Given that a sense of catastrophe has pervaded so many of Michael Haneke's films, it's perhaps apt that the Austrian auteur should turn to the aftermath of an unspecified tragedy in Time Of The Wolf.

The film's title is drawn apparently from an ancient Germanic poem, describing the time before the end of the world. Yet in making his fable about a nameless Western society where traditional 'civilisation' has collapsed, Haneke steers clear of traditional disaster movies, and their pyrotechnic spectacles.

He chooses to focus on a traumatised mother Anne (Isabelle Huppert) and her two young children (Lucas Biscombe and Anais Demoustier), and their efforts to survive in a countryside devoid of electricity and running water.

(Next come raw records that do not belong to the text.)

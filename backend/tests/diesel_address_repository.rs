//! Contract tests for `DieselAddressRepository` against embedded PostgreSQL.
//!
//! Each test starts its own cluster, creates a database and applies the
//! embedded migrations before exercising the repository through the
//! `AddressRepository` port. Tests skip when no cluster can be started unless
//! `REQUIRE_TEST_CLUSTER` is set.

use address_service::domain::ports::{AddressRepository, AddressRepositoryError, UpdateOutcome};
use address_service::domain::{AddressDraft, AddressId};
use address_service::outbound::persistence::{
    DbPool, DieselAddressRepository, PoolConfig, run_pending_migrations,
};
use pg_embedded_setup_unpriv::TestCluster;
use rstest::{fixture, rstest};
use tokio::runtime::Runtime;

mod support;

use support::pg_embed::test_cluster;
use support::{connect, create_database, format_postgres_error, handle_cluster_setup_failure};

const DATABASE: &str = "address_repository";

struct TestContext {
    repository: DieselAddressRepository,
    runtime: Runtime,
    cluster: TestCluster,
}

impl TestContext {
    fn block_on<F: std::future::Future>(&self, future: F) -> F::Output {
        self.runtime.block_on(future)
    }

    fn execute_sql(&self, sql: &str) -> Result<(), String> {
        connect(&self.cluster, DATABASE)?
            .batch_execute(sql)
            .map_err(|err| format_postgres_error(&err))
    }
}

fn setup_context() -> Result<TestContext, String> {
    let cluster = test_cluster()?;
    let database_url = create_database(&cluster, DATABASE)?;
    run_pending_migrations(&database_url).map_err(|err| err.to_string())?;

    let runtime = Runtime::new().map_err(|err| err.to_string())?;
    let pool = runtime
        .block_on(DbPool::new(PoolConfig::new(database_url).with_max_size(2)))
        .map_err(|err| err.to_string())?;

    Ok(TestContext {
        repository: DieselAddressRepository::new(pool),
        runtime,
        cluster,
    })
}

#[fixture]
fn context() -> Option<TestContext> {
    match setup_context() {
        Ok(ctx) => Some(ctx),
        Err(reason) => handle_cluster_setup_failure(reason),
    }
}

fn draft(street: &str, number: i32, city: &str) -> AddressDraft {
    AddressDraft::new(street, number, "1012JS", city, "Netherlands").expect("valid draft")
}

#[rstest]
fn insert_assigns_identifiers_in_order(context: Option<TestContext>) {
    let Some(ctx) = context else { return };

    let first = ctx
        .block_on(ctx.repository.insert(&draft("Dam", 1, "Amsterdam")))
        .expect("first insert");
    let second = ctx
        .block_on(ctx.repository.insert(&draft("Coolsingel", 40, "Rotterdam")))
        .expect("second insert");
    assert!(second.id() > first.id());

    let found = ctx
        .block_on(ctx.repository.find_by_id(first.id()))
        .expect("lookup")
        .expect("inserted row is visible");
    assert_eq!(found, first);

    let listed = ctx.block_on(ctx.repository.list_all()).expect("list");
    assert_eq!(listed, vec![first, second]);
}

#[rstest]
fn update_replaces_fields_or_reports_missing(context: Option<TestContext>) {
    let Some(ctx) = context else { return };

    let stored = ctx
        .block_on(ctx.repository.insert(&draft("Dam", 1, "Amsterdam")))
        .expect("insert");
    let replacement = draft("Damrak", 70, "Amsterdam");

    let outcome = ctx
        .block_on(ctx.repository.update(stored.id(), &replacement))
        .expect("update");
    assert_eq!(outcome, UpdateOutcome::Updated);
    let reloaded = ctx
        .block_on(ctx.repository.find_by_id(stored.id()))
        .expect("lookup")
        .expect("row still exists");
    assert_eq!(reloaded.fields(), &replacement);

    let missing = ctx
        .block_on(ctx.repository.update(AddressId::new(9_999), &replacement))
        .expect("update of missing row");
    assert_eq!(missing, UpdateOutcome::Missing);
}

#[rstest]
fn delete_removes_the_row_once(context: Option<TestContext>) {
    let Some(ctx) = context else { return };

    let stored = ctx
        .block_on(ctx.repository.insert(&draft("Dam", 1, "Amsterdam")))
        .expect("insert");
    assert!(ctx.block_on(ctx.repository.exists(stored.id())).expect("exists"));

    assert!(ctx.block_on(ctx.repository.delete(stored.id())).expect("delete"));
    assert!(!ctx.block_on(ctx.repository.delete(stored.id())).expect("second delete"));
    assert!(!ctx.block_on(ctx.repository.exists(stored.id())).expect("exists"));
    assert!(
        ctx.block_on(ctx.repository.find_by_id(stored.id()))
            .expect("lookup")
            .is_none()
    );
}

#[rstest]
fn table_constraints_reject_invalid_rows(context: Option<TestContext>) {
    let Some(ctx) = context else { return };

    let zero_number = ctx.execute_sql(
        "INSERT INTO addresses (street, number, zip_code, city, country) \
         VALUES ('Dam', 0, '1012JS', 'Amsterdam', 'NL')",
    );
    assert!(zero_number.is_err(), "number must be positive");

    let blank_city = ctx.execute_sql(
        "INSERT INTO addresses (street, number, zip_code, city, country) \
         VALUES ('Dam', 1, '1012JS', '   ', 'NL')",
    );
    assert!(blank_city.is_err(), "city must not be blank");
}

#[rstest]
fn missing_table_is_a_query_error(context: Option<TestContext>) {
    let Some(ctx) = context else { return };

    ctx.execute_sql("DROP TABLE addresses").expect("drop table");

    let error = ctx
        .block_on(ctx.repository.list_all())
        .expect_err("table is gone");
    assert!(
        matches!(error, AddressRepositoryError::Query { .. }),
        "unexpected error: {error:?}"
    );
}

#[rstest]
fn migrations_are_idempotent(context: Option<TestContext>) {
    let Some(ctx) = context else { return };

    let url = ctx.cluster.connection().database_url(DATABASE);
    let applied = run_pending_migrations(&url).expect("second migration run");
    assert_eq!(applied, 0);
}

Trudging through deserted villages, they eventually find themselves at a railway depot, where a group of survivors are organised under the leadership of Koslowski (Olivier Gourmet), whom some believe is one of the 36 'just men of prophecy'.

Filmed in widescreen with Haneke's typically precise compositions, Time Of The Wolf uses darkness to heighten the sense of ominousness.

One of the most compelling scenes involves Anne's young boy Benny disappearing from a barn at night, and her and her daughter Eva's frantic search in the blackness, which triggers a blazing fire.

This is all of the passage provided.